That paragraph was really boring, amirite? THE WORST. Basically, you might as well cut your head off instead of reading it. I’m so sorry. It was epically bad and I’m a terrible person for doing that to you.

Go back and reread those two paragraphs, ok?

That’s an example of how careful over-editing can suck all the interest and emotion out of your writing, but also how putting in emotional extremes that are out of proportion to the events described can make your writing (and you) sound like a teen with their first blog.* Both of these accidents make a reader more likely to roll their eyes than keep reading your story, so let’s spend some time talking about how to avoid them, and when it’s appropriate to use emotional cues in your writing.

A Balancing Act

I know it sounds like a cop-out, but nobody can tell you the right amount of emotion to put in your writing. This is one area where fiction writers have it much easier than essay or memoir writers: in fiction, we have some distance from the character experiencing the emotions, and we’re better able to gauge the objective severity of the stimulus. It’s hard to do that when you’re the one having – or even remembering – the experience.

How a character reacts to an incident tells the reader a lot about the character. When that character is you, what you’re “telling” the reader may or may not be flattering. Let’s walk through three ways a character can react to an incident, and talk a little bit about reader response. I’m going to pick an innocuous sort of incident: forgetting where you left your shopping cart (trolley, for our editor Asha and her crew).

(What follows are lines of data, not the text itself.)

//! Exclusive advisory lock marking the one supervising process.

use std::fs::{File, OpenOptions};
use std::io::{self, Write};
use std::path::{Path, PathBuf};

#[cfg(unix)]
use nix::errno::Errno;
#[cfg(unix)]
use nix::fcntl::{Flock, FlockArg};
#[cfg(unix)]
use std::os::unix::fs::OpenOptionsExt;

#[cfg(unix)]
const LOCK_FILE_MODE: u32 = 0o600; // Owner read/write only

#[cfg(unix)]
type Guard = Flock<File>;
#[cfg(not(unix))]
type Guard = File;

/// Non-blocking exclusive lock on a well-known file.
///
/// The lock belongs to the open file description, so the OS drops it
/// when the process dies. The file itself is left in place; its content
/// (the holder's pid) is informational only.
pub struct InstanceLock {
    path: PathBuf,
    guard: Option<Guard>,
}

impl InstanceLock {
    /// Try to take the lock without blocking.
    ///
    /// Returns `Ok(None)` when another holder owns it.
    pub fn try_acquire(path: &Path) -> io::Result<Option<Self>> {
        if let Some(parent) = path.parent() {
            std::fs::create_dir_all(parent)?;
        }

        let mut options = OpenOptions::new();
        options.read(true).write(true).create(true).truncate(false);
        #[cfg(unix)]
        options.mode(LOCK_FILE_MODE);
        let file = options.open(path)?;

        let Some(mut guard) = Self::lock(file)? else {
            return Ok(None);
        };

        // Truncate only once the lock is ours; the holder's pid stays intact otherwise
        guard.set_len(0)?;
        write!(guard, "{}", std::process::id())?;
        guard.sync_all()?;

        Ok(Some(Self {
            path: path.to_path_buf(),
            guard: Some(guard),
        }))
    }

    #[cfg(unix)]
    fn lock(file: File) -> io::Result<Option<Guard>> {
        match Flock::lock(file, FlockArg::LockExclusiveNonblock) {
            Ok(guard) => Ok(Some(guard)),
            Err((_, errno)) if errno == Errno::EWOULDBLOCK => Ok(None),
            Err((_, errno)) => Err(io::Error::from(errno)),
        }
    }

    #[cfg(not(unix))]
    fn lock(file: File) -> io::Result<Option<Guard>> {
        match file.try_lock() {
            Ok(()) => Ok(Some(file)),
            Err(std::fs::TryLockError::WouldBlock) => Ok(None),
            Err(std::fs::TryLockError::Error(e)) => Err(e),
        }
    }

    pub fn path(&self) -> &Path {
        &self.path
    }

    pub fn is_held(&self) -> bool {
        self.guard.is_some()
    }

    /// Release the lock. Safe to call more than once.
    pub fn release(&mut self) {
        if self.guard.take().is_some() {
            tracing::info!("Released instance lock {}", self.path.display());
        }
    }
}

impl Drop for InstanceLock {
    fn drop(&mut self) {
        self.release();
    }
}
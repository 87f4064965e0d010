//! Log-based diagnosis of unexpected server exits.

use std::fs::File;
use std::io::{Read, Seek, SeekFrom};
use std::path::{Path, PathBuf};

use serde::Serialize;

/// Number of trailing log lines inspected after a crash.
pub const DIAGNOSIS_LINES: usize = 50;

/// Upper bound on how much of the log is read from the end.
const TAIL_BYTES: u64 = 256 * 1024;

const PORT_SIGNATURES: [&str; 2] = ["Address already in use", "port"];
const PERMISSION_SIGNATURE: &str = "Permission denied";

/// Categorized cause of a server failure.
#[derive(Debug, Clone, PartialEq, Eq, Serialize)]
#[serde(tag = "kind", rename_all = "snake_case")]
pub enum Diagnosis {
    PortConflict,
    PermissionDenied,
    Unknown { log_path: PathBuf },
}

impl Diagnosis {
    pub fn title(&self) -> &'static str {
        "MongoDB Error"
    }

    pub fn message(&self) -> String {
        match self {
            Self::PortConflict => "MongoDB failed to start because the port is already in use. \
                 Another instance may be running."
                .into(),
            Self::PermissionDenied => "MongoDB failed to start due to permission issues \
                 accessing the data or log directories."
                .into(),
            Self::Unknown { log_path } => format!(
                "MongoDB failed to start. Check the log file for details: {}",
                log_path.display()
            ),
        }
    }
}

/// Whether a log line reports an error.
///
/// Covers both the legacy plain-text format and the JSON format
/// (`"s":"E"` / `"s":"F"` severities).
fn is_error_line(line: &str) -> bool {
    line.contains("ERROR")
        || line.contains("exception")
        || line.contains(r#""s":"E""#)
        || line.contains(r#""s":"F""#)
}

/// Classify a single error line, `None` when no signature matches.
pub fn classify_line(line: &str) -> Option<Diagnosis> {
    if PORT_SIGNATURES.iter().any(|sig| line.contains(sig)) {
        Some(Diagnosis::PortConflict)
    } else if line.contains(PERMISSION_SIGNATURE) {
        Some(Diagnosis::PermissionDenied)
    } else {
        None
    }
}

/// Scan the last lines of the server log for a known failure signature.
///
/// The most recent error line decides the category; anything
/// unrecognized (including an unreadable log) yields `Unknown`.
pub fn diagnose_log(log_path: &Path) -> Diagnosis {
    let unknown = || Diagnosis::Unknown {
        log_path: log_path.to_path_buf(),
    };

    let lines = match tail_lines(log_path, DIAGNOSIS_LINES) {
        Ok(lines) => lines,
        Err(e) => {
            tracing::warn!("Error reading MongoDB log {}: {e}", log_path.display());
            return unknown();
        }
    };

    match lines.iter().rev().find(|line| is_error_line(line)) {
        Some(line) => {
            tracing::warn!("Found error in MongoDB log: {line}");
            classify_line(line).unwrap_or_else(unknown)
        }
        None => unknown(),
    }
}

/// Read the last `count` lines of a file without loading all of it.
pub fn tail_lines(path: &Path, count: usize) -> std::io::Result<Vec<String>> {
    let mut file = File::open(path)?;
    let len = file.metadata()?.len();
    let start = len.saturating_sub(TAIL_BYTES);
    file.seek(SeekFrom::Start(start))?;

    let mut buf = Vec::new();
    file.read_to_end(&mut buf)?;
    let content = String::from_utf8_lossy(&buf);

    let mut lines: Vec<&str> = content.lines().collect();
    // First line is likely partial when reading from the middle
    if start > 0 && !lines.is_empty() {
        lines.remove(0);
    }

    let skip = lines.len().saturating_sub(count);
    Ok(lines.into_iter().skip(skip).map(String::from).collect())
}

  1. Today I was shopping. I needed eggs. I left my shopping cart at the end of the bread aisle. I forgot where I left it. I walked up and down the aisles looking for it. I was on the wrong end of the aisles so I didn’t see it. Eventually I found it.
  2. I eat probably two dozen eggs in a given week, so it was no surprise to anyone but me that I had run out by Wednesday morning. And it’s probably no surprise to you, dear Reader, that (having forgotten the eggs twice already) I forgot that I left my cart at the endcap of the bread aisle, between the rye and the hot dog buns. Eggs finally in hand, I wandered up and down the store in search of my lost cart, wondering why I hadn’t memorized its location. Wondering why there wasn’t “an app for that.” Wondering if it was possible to die of a panic attack in the middle of Kroger, eggs still clutched to my chest to prevent them breaking when I collapsed. I can see the look on your face, you know. It’s the same look that was on the clerk’s face as she pushed my abandoned cart out from behind the endcap that had blocked my view for twenty minutes and I shrieked with joy. Never let anyone tell you New Yorkers don’t care about people screaming: the entire store stopped and stared at me as I, red-faced, added my eggs to the cart and proceeded to the checkout line.
  3. Tuesdays are always the worst days in the world, I thought to myself. Not only had I forgotten the eggs, but I had probably forgotten the milk. Tears welled up in my eyes as I wandered the grocery store clutching my eggs. I felt terrible. The eggs were the only proof I had that I was an adult; and I could not add them to my cart because I’d forgotten where the damn thing was. I couldn’t breathe. Faces swam before my eyes. Had I left the cart on Aisle 4 or 5? I remembered my mother telling me before she died of lung cancer that I should always remember where my cart was. “Remember where your cart is,” she wheezed through her oxygen mask. I had let my mother down, and my heart was sore and aching. More tears started to spill over. Then I saw a clerk pushing a cart. My mother’s voice rang in my ears. “Remember where your cart is.” Her cart was always full of cigarettes, even at the end. My chest was tight with pain.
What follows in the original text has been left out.